(Dataset entries)
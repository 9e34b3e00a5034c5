//! list command - List objects under a prefix
//!
//! Only the first page of at most [`MAX_KEYS`] objects is fetched. Longer
//! listings are cut off; JSON output reports this through `truncated`.

use clap::Args;
use kit_core::{ListOptions, ObjectInfo, ObjectStore, Result};
use serde::Serialize;

use crate::commands::report_error;
use crate::exit_code::ExitCode;
use crate::output::Formatter;

/// Number of objects requested from the store
pub const MAX_KEYS: usize = 10;

/// List objects
#[derive(Args, Debug)]
pub struct ListArgs {
    /// Only list keys starting with this prefix
    #[arg(long, value_name = "conf", default_value = "")]
    pub prefix: String,
}

#[derive(Debug, Serialize)]
pub(super) struct ListOutput {
    pub items: Vec<ObjectInfo>,
    pub truncated: bool,
}

pub(super) async fn run(args: &ListArgs, store: &dyn ObjectStore) -> Result<ListOutput> {
    let options = ListOptions {
        prefix: (!args.prefix.is_empty()).then(|| args.prefix.clone()),
        max_keys: Some(MAX_KEYS as i32),
    };
    let result = store.list_objects(options).await?;

    let matching: Vec<ObjectInfo> = result
        .items
        .into_iter()
        .filter(|item| item.key.starts_with(&args.prefix))
        .collect();
    let truncated = result.truncated || matching.len() > MAX_KEYS;

    Ok(ListOutput {
        items: matching.into_iter().take(MAX_KEYS).collect(),
        truncated,
    })
}

/// Human-readable line for one entry
pub(super) fn entry_line(item: &ObjectInfo) -> String {
    format!("{}, {} KB", item.key, item.size_kib())
}

/// Execute the list command
pub async fn execute(args: &ListArgs, store: &dyn ObjectStore, formatter: &Formatter) -> ExitCode {
    match run(args, store).await {
        Ok(output) => {
            if formatter.is_json() {
                formatter.json(&output);
            } else {
                for item in &output.items {
                    formatter.println(&entry_line(item));
                }
            }
            ExitCode::Success
        }
        Err(e) => report_error(&e, formatter),
    }
}
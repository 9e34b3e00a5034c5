//! CLI command definitions and execution
//!
//! Both binaries share the global flags, error reporting and the completions
//! command defined here. Tool-specific commands live in `oss` and `sftp`.

use clap::Args;
use kit_core::Error;

use crate::exit_code::ExitCode;
use crate::output::{Formatter, OutputConfig};

pub mod completions;
pub mod oss;
pub mod sftp;

/// Flags accepted by every command of both tools
#[derive(Args, Debug, Clone, Default)]
pub struct GlobalArgs {
    /// Output format: human-readable or JSON
    #[arg(long, global = true, default_value = "false")]
    pub json: bool,

    /// Disable colored output
    #[arg(long, global = true, default_value = "false")]
    pub no_color: bool,

    /// Disable progress spinner
    #[arg(long, global = true, default_value = "false")]
    pub no_progress: bool,

    /// Suppress non-error output
    #[arg(short, long, global = true, default_value = "false")]
    pub quiet: bool,

    /// Enable debug logging
    #[arg(long, global = true, default_value = "false")]
    pub debug: bool,
}

impl GlobalArgs {
    /// Output configuration derived from the flags
    pub fn output_config(&self) -> OutputConfig {
        OutputConfig {
            json: self.json,
            no_color: self.no_color,
            no_progress: self.no_progress,
            quiet: self.quiet,
        }
    }
}

/// Print a failed command's error and pick its exit code
///
/// Parameter errors are the user's to fix and are only printed. Everything
/// else aborted the command midway and is also logged with full detail.
pub fn report_error(err: &Error, formatter: &Formatter) -> ExitCode {
    let code = ExitCode::from(err);
    if !err.is_usage() {
        tracing::debug!(error = ?err, exit_code = %code, "command aborted");
    }
    formatter.error(&err.to_string());
    code
}

#[cfg(test)]
mod tests {
    use super::*;

    #[test]
    fn test_output_config_from_flags() {
        let global = GlobalArgs {
            json: true,
            quiet: true,
            ..Default::default()
        };
        let config = global.output_config();
        assert!(config.json);
        assert!(config.quiet);
        assert!(!config.no_color);
        assert!(!config.no_progress);
    }

    #[test]
    fn test_report_error_exit_codes() {
        let formatter = Formatter::new(OutputConfig {
            no_color: true,
            ..Default::default()
        });
        let code = report_error(&Error::InvalidParameter("dst".into()), &formatter);
        assert_eq!(code, ExitCode::UsageError);

        let code = report_error(&Error::Auth("denied".into()), &formatter);
        assert_eq!(code, ExitCode::AuthError);
    }
}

* **THE PROBLEM**:
Each line of the data should be given back exactly.

* **OUTPUT BELOW**:
repository 9e34b3e00a5034c5
//! list command - List objects under a prefix
//!
//! Only the first page of at most [`MAX_KEYS`] objects is fetched. Longer
//! listings are cut off; JSON output reports this through `truncated`.

use clap::Args;
use kit_core::{ListOptions, ObjectInfo, ObjectStore, Result};
use serde::Serialize;

use crate::commands::report_error;
use crate::exit_code::ExitCode;
use crate::output::Formatter;

/// Number of objects requested from the store
pub const MAX_KEYS: usize = 10;

/// List objects
#[derive(Args, Debug)]
pub struct ListArgs {
    /// Only list keys starting with this prefix
    #[arg(long, value_name = "conf", default_value = "")]
    pub prefix: String,
}

#[derive(Debug, Serialize)]
pub(super) struct ListOutput {
    pub items: Vec<ObjectInfo>,
    pub truncated: bool,
}

pub(super) async fn run(args: &ListArgs, store: &dyn ObjectStore) -> Result<ListOutput> {
    let options = ListOptions {
        prefix: (!args.prefix.is_empty()).then(|| args.prefix.clone()),
        max_keys: Some(MAX_KEYS as i32),
    };
    let result = store.list_objects(options).await?;

    let matching: Vec<ObjectInfo> = result
        .items
        .into_iter()
        .filter(|item| item.key.starts_with(&args.prefix))
        .collect();
    let truncated = result.truncated || matching.len() > MAX_KEYS;

    Ok(ListOutput {
        items: matching.into_iter().take(MAX_KEYS).collect(),
        truncated,
    })
}

/// Human-readable line for one entry
pub(super) fn entry_line(item: &ObjectInfo) -> String {
    format!("{}, {} KB", item.key, item.size_kib())
}

/// Execute the list command
pub async fn execute(args: &ListArgs, store: &dyn ObjectStore, formatter: &Formatter) -> ExitCode {
    match run(args, store).await {
        Ok(output) => {
            if formatter.is_json() {
                formatter.json(&output);
            } else {
                for item in &output.items {
                    formatter.println(&entry_line(item));
                }
            }
            ExitCode::Success
        }
        Err(e) => report_error(&e, formatter),
    }
}
repository 9e34b3e00a5034c5
//! CLI command definitions and execution
//!
//! Both binaries share the global flags, error reporting and the completions
//! command defined here. Tool-specific commands live in `oss` and `sftp`.

use clap::Args;
use kit_core::Error;

use crate::exit_code::ExitCode;
use crate::output::{Formatter, OutputConfig};

pub mod completions;
pub mod oss;
pub mod sftp;

/// Flags accepted by every command of both tools
#[derive(Args, Debug, Clone, Default)]
pub struct GlobalArgs {
    /// Output format: human-readable or JSON
    #[arg(long, global = true, default_value = "false")]
    pub json: bool,

    /// Disable colored output
    #[arg(long, global = true, default_value = "false")]
    pub no_color: bool,

    /// Disable progress spinner
    #[arg(long, global = true, default_value = "false")]
    pub no_progress: bool,

    /// Suppress non-error output
    #[arg(short, long, global = true, default_value = "false")]
    pub quiet: bool,

    /// Enable debug logging
    #[arg(long, global = true, default_value = "false")]
    pub debug: bool,
}

impl GlobalArgs {
    /// Output configuration derived from the flags
    pub fn output_config(&self) -> OutputConfig {
        OutputConfig {
            json: self.json,
            no_color: self.no_color,
            no_progress: self.no_progress,
            quiet: self.quiet,
        }
    }
}

/// Print a failed command's error and pick its exit code
///
/// Parameter errors are the user's to fix and are only printed. Everything
/// else aborted the command midway and is also logged with full detail.
pub fn report_error(err: &Error, formatter: &Formatter) -> ExitCode {
    let code = ExitCode::from(err);
    if !err.is_usage() {
        tracing::debug!(error = ?err, exit_code = %code, "command aborted");
    }
    formatter.error(&err.to_string());
    code
}

#[cfg(test)]
mod tests {
    use super::*;

    #[test]
    fn test_output_config_from_flags() {
        let global = GlobalArgs {
            json: true,
            quiet: true,
            ..Default::default()
        };
        let config = global.output_config();
        assert!(config.json);
        assert!(config.quiet);
        assert!(!config.no_color);
        assert!(!config.no_progress);
    }

    #[test]
    fn test_report_error_exit_codes() {
        let formatter = Formatter::new(OutputConfig {
            no_color: true,
            ..Default::default()
        });
        let code = report_error(&Error::InvalidParameter("dst".into()), &formatter);
        assert_eq!(code, ExitCode::UsageError);

        let code = report_error(&Error::Auth("denied".into()), &formatter);
        assert_eq!(code, ExitCode::AuthError);
    }
}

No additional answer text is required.